As a student, you’re using different kinds of memory.
There’s your working memory, which you use to hold on to information in your short-term memory and work with it. If you forget steps two and three of a set of instructions while you’re working on the first, your working memory needs a boost.
Then there’s your long-term memory, in which you store information you’ve learned, to be pulled out when you take a test. If you’re unable to remember things you’ve learned on your test, you may have a problem with how you store items in your long-term memory in the first place.
Experts tell us genes play a role in how some of us can remember things better than others. But so do choices. Here’s a look at seven things you can do to improve memory in the short-term and long-term.

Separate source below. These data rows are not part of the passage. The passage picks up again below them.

//! In-memory [`ChatApi`] used by the job tests.

use std::collections::{HashMap, HashSet};
use std::sync::Mutex;

use async_trait::async_trait;
use slack_core::error::{Result, SlackError};
use slack_core::types::{Channel, File, HistoryWindow, Message, PostedMessage, ThreadTarget};
use slack_core::ChatApi;

fn api_error(method: &str, code: &str) -> SlackError {
    SlackError::Api {
        method: method.to_string(),
        code: code.to_string(),
    }
}

#[derive(Debug, Clone, PartialEq, Eq)]
pub struct Posted {
    pub channel: String,
    pub text: String,
    pub thread: Option<ThreadTarget>,
}

#[derive(Default)]
pub struct FakeChat {
    /// `None` makes `users.conversations` fail.
    pub channels: Option<Vec<Channel>>,
    /// Channels without an entry fail with `channel_not_found`.
    pub history: HashMap<String, Vec<Message>>,
    /// Keyed by (channel, thread ts). Missing threads fail with `thread_not_found`.
    pub replies: HashMap<(String, String), Vec<Message>>,
    /// `None` makes `files.list` fail.
    pub files: Option<Vec<File>>,
    /// Error code returned by `chat.delete` for a given ts.
    pub delete_errors: HashMap<String, String>,
    pub failing_files: HashSet<String>,
    pub fail_posts: bool,
    /// Fail only the first N `chat.postMessage` calls.
    pub fail_first_posts: usize,
    pub post_attempts: Mutex<usize>,

    pub posted: Mutex<Vec<Posted>>,
    pub deleted: Mutex<Vec<(String, String)>>,
    pub deleted_files: Mutex<Vec<String>>,
    pub windows: Mutex<Vec<(String, HistoryWindow)>>,
}

impl FakeChat {
    pub fn with_channels(channels: Vec<Channel>) -> Self {
        Self {
            channels: Some(channels),
            files: Some(Vec::new()),
            ..Default::default()
        }
    }

    pub fn with_history(mut self, channel_id: &str, messages: Vec<Message>) -> Self {
        self.history.insert(channel_id.to_string(), messages);
        self
    }

    pub fn with_thread(mut self, channel_id: &str, thread_ts: &str, messages: Vec<Message>) -> Self {
        self.replies
            .insert((channel_id.to_string(), thread_ts.to_string()), messages);
        self
    }

    pub fn posted(&self) -> Vec<Posted> {
        self.posted.lock().unwrap().clone()
    }

    pub fn deleted(&self) -> Vec<(String, String)> {
        self.deleted.lock().unwrap().clone()
    }

    pub fn deleted_files(&self) -> Vec<String> {
        self.deleted_files.lock().unwrap().clone()
    }
}

#[async_trait]
impl ChatApi for FakeChat {
    async fn conversations_for_user(&self) -> Result<Vec<Channel>> {
        self.channels
            .clone()
            .ok_or_else(|| api_error("users.conversations", "invalid_auth"))
    }

    async fn history(&self, channel_id: &str, window: HistoryWindow) -> Result<Vec<Message>> {
        self.windows
            .lock()
            .unwrap()
            .push((channel_id.to_string(), window));
        self.history
            .get(channel_id)
            .cloned()
            .ok_or_else(|| api_error("conversations.history", "channel_not_found"))
    }

    async fn replies(&self, channel_id: &str, thread_ts: &str) -> Result<Vec<Message>> {
        self.replies
            .get(&(channel_id.to_string(), thread_ts.to_string()))
            .cloned()
            .ok_or_else(|| api_error("conversations.replies", "thread_not_found"))
    }

    async fn post_message(
        &self,
        channel_id: &str,
        text: &str,
        thread: Option<&ThreadTarget>,
    ) -> Result<PostedMessage> {
        let attempt = {
            let mut attempts = self.post_attempts.lock().unwrap();
            *attempts += 1;
            *attempts
        };
        if self.fail_posts || attempt <= self.fail_first_posts {
            return Err(api_error("chat.postMessage", "not_in_channel"));
        }
        let mut posted = self.posted.lock().unwrap();
        posted.push(Posted {
            channel: channel_id.to_string(),
            text: text.to_string(),
            thread: thread.cloned(),
        });
        Ok(PostedMessage {
            channel: channel_id.to_string(),
            ts: format!("9000000000.{:06}", posted.len()),
        })
    }

    async fn delete_message(&self, channel_id: &str, ts: &str) -> Result<()> {
        if let Some(code) = self.delete_errors.get(ts) {
            return Err(api_error("chat.delete", code));
        }
        self.deleted
            .lock()
            .unwrap()
            .push((channel_id.to_string(), ts.to_string()));
        Ok(())
    }

    async fn files_before(&self, ts_to: i64) -> Result<Vec<File>> {
        let files = self
            .files
            .clone()
            .ok_or_else(|| api_error("files.list", "invalid_auth"))?;
        Ok(files.into_iter().filter(|f| f.created <= ts_to).collect())
    }

    async fn delete_file(&self, file_id: &str) -> Result<()> {
        if self.failing_files.contains(file_id) {
            return Err(api_error("files.delete", "file_deleted"));
        }
        self.deleted_files.lock().unwrap().push(file_id.to_string());
        Ok(())
    }
}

Make lifestyle changes or avoid certain lifestyle choices:
We often get complacent about how much beating our bodies can take. By “beating” I mean the invisible punches that leave a mark every time we engage in “choices” like smoking, unhealthy food habits, and lack of exercise. These habits lead to high blood sugars, high blood pressure, and cholesterol. A prematurely aging body cannot be home to a healthy mind.
Lack of mental exercise also has the effect of aging the mind. It’s logical then, that a healthy diet, good food habits, regular physical and mental exercise will help you keep your mind and memory sharp. Even if you think you’re young and resilient, which you are to an extent, it doesn’t take long for a poor lifestyle choice to take over your life. A lifestyle change will help you protect what you have, so you can work on making it better.
You could get started by planning a daily routine for yourself. Design it in a way that suits you, whether you’re a night owl or an early bird. Leave aside around half an hour a day for physical exercise.
Make a conscious decision to cut junk food out of your diet. Junk food can make you sluggish. This can be a difficult choice to make for students to make since junk food is cheap and easy to find when you’re hungry.
But take small steps. Cut back on energy drinks and soft drinks, switching to water instead with a slice of lemon or orange for flavor. Don’t skip breakfast (something as simple as wholemeal toast with some peanut butter and eggs is better than sugary breakfast cereals.) Don’t skip lunch and dinner, and eat smaller meals. Pick a healthier option from the menu when you visit a fast food chain with friends. Urge your friends to change where you eat when you eat out. Go to a sushi bar instead of a bar where they serve only high fat, fried foods.
Pick challenging mental exercises:
When you are consciously putting your memory to train, don’t pick an exercise you’re comfortable with. Challenge your mind. Watching a documentary marathon is not as effective in making your memory sharper, as learning a new language.
Exercise four hours after you learn something:
A recent brain imaging study found that as little as ten minutes of walking out on your favorite path or the treadmill can improve connectivity in the hippo campus, the area of your brain related to memory and learning.
Another study found that when you exercise four hours after you’ve learned something, you remember more than if you exercise right after learning or don’t exercise at all. No one knows why this is the case. But there’s enough evidence to suggest it’s a good practice to adopt after a difficult lesson.
Teaching someone is an excellent way of boosting your working memory. Whether you teach juniors or start a YouTube channel on the subject, you’ll go on to have a better understanding of the subject than those students who simply spend time re-studying something.
Review what you’ve learned before bed:
Scientists have found that if you review what you’ve learned during the day just before you fall asleep in bed, you’ll have a better chance of recalling it better later. In fact, it’s even better to study before bed. But make sure to get a good eight hours of sleep for better retention. There are endless studies that link sleep with better memory, so keep that in mind when you stay up watching Netflix shows after studying.
Use tried and tested memory enhancement techniques:
If you need to remember lists of items, such as dates, try using the ancient Memory Palace or Mind Palace technique to link items visually to familiar spaces. Sherlock used it on the show to an unrealistic degree, but the average student can make it work to remember things like the value of Pi to impossibly long places.
The Mnemonic Major Method is another one for memorizing numbers using sounds and vowels, for the more spatially challenged ones among us. You could use techniques like the Memory Palace technique to learn poetry too, as the Chinese did under the tutelage of Jesuit priest Matteo Ricci centuries ago.
Break information into smaller bites:
When you’re facing a complex idea or piece of information, try breaking it down into smaller portions. This is an exercise of your short-term memory, which can hold between four and seven separate things at the same time. Break things down so you can remember it long enough to store it in your permanent memory. There’s a reason social security numbers and telephones come with hyphens!
There are many other tips and tricks to train your memory. I won’t recommend brain training apps and programs as one of them. There’s no evidence that brain games can help young students improve their memory. They are more useful for older adults who have felt their memory decline.
Keep these tips in mind, bring about changes in your lifestyle, study more attentively and you’ll be well on your way to seeing improvements in how you remember things no matter where you stand now.